Part of what makes this notebook useful is that it serves as an example of a complete reproducible preprocessing pipeline. All of the steps in this notebook use open source software whose versions are noted in the notebook itself. Because the notebook is designed to run in Neurodesk, many of the issues related to software versions and installation are eliminated. The [GitHub repository for the workshop](https://github.com/noahbenson/vss2024) additionally demonstrates how to use Docker and `docker-compose` to allow others to access the same environment in which you run these preprocessing steps.

This tutorial is by [Noah C. Benson](https://nben.net/) (eScience Institute, University of Washington).
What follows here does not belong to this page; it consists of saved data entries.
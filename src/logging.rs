// src/logging.rs
//! Tracing subscriber setup for the `cipher-assist` binary.

use std::fs::File;
use std::path::Path;
use std::sync::Mutex;
use tracing_subscriber::EnvFilter;

/// Where log lines should go.
#[derive(Debug, Clone, Copy)]
pub enum LogTarget<'a> {
    /// Standard error; fine while nothing else owns the terminal.
    Stderr,
    /// A plain-text file, for the interactive screens.
    File(&'a Path),
    /// No subscriber at all.
    Off,
}

/// Installs the global subscriber. `RUST_LOG` wins over `verbose`.
pub fn init(target: LogTarget<'_>, verbose: bool) -> anyhow::Result<()> {
    let default_level = if verbose { "debug" } else { "warn" };
    let filter =
        EnvFilter::try_from_default_env().unwrap_or_else(|_| EnvFilter::new(default_level));

    match target {
        LogTarget::Off => Ok(()),
        LogTarget::Stderr => tracing_subscriber::fmt()
            .with_env_filter(filter)
            .with_target(false)
            .with_writer(std::io::stderr)
            .try_init()
            .map_err(|e| anyhow::anyhow!(e)),
        LogTarget::File(path) => {
            let file = File::options().create(true).append(true).open(path)?;
            tracing_subscriber::fmt()
                .with_env_filter(filter)
                .with_ansi(false)
                .with_writer(Mutex::new(file))
                .try_init()
                .map_err(|e| anyhow::anyhow!(e))
        }
    }
}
Please email [nben@uw.edu](mailto:nben@uw.edu) if you have any questions.

### Notebook Organization and Goals


The notebook is organized into steps, which, when run in order in a clean Neurodesk instance, should consist of an entire preprocessing workflow for a single subject. Note that some of the steps, such as running `fMRIprep`, produce a lot of output. **If you are running this notebook outside of the Neurodesk virtual compute instance set up for the VSS 2024 workshop, then you will need to follow the instructions below on obtaining the dataset**. Alternatively, if you have your own dataset that you wish to analyze, you can upload it and preprocess it instead (doing so will require changing some of the settings and commands below).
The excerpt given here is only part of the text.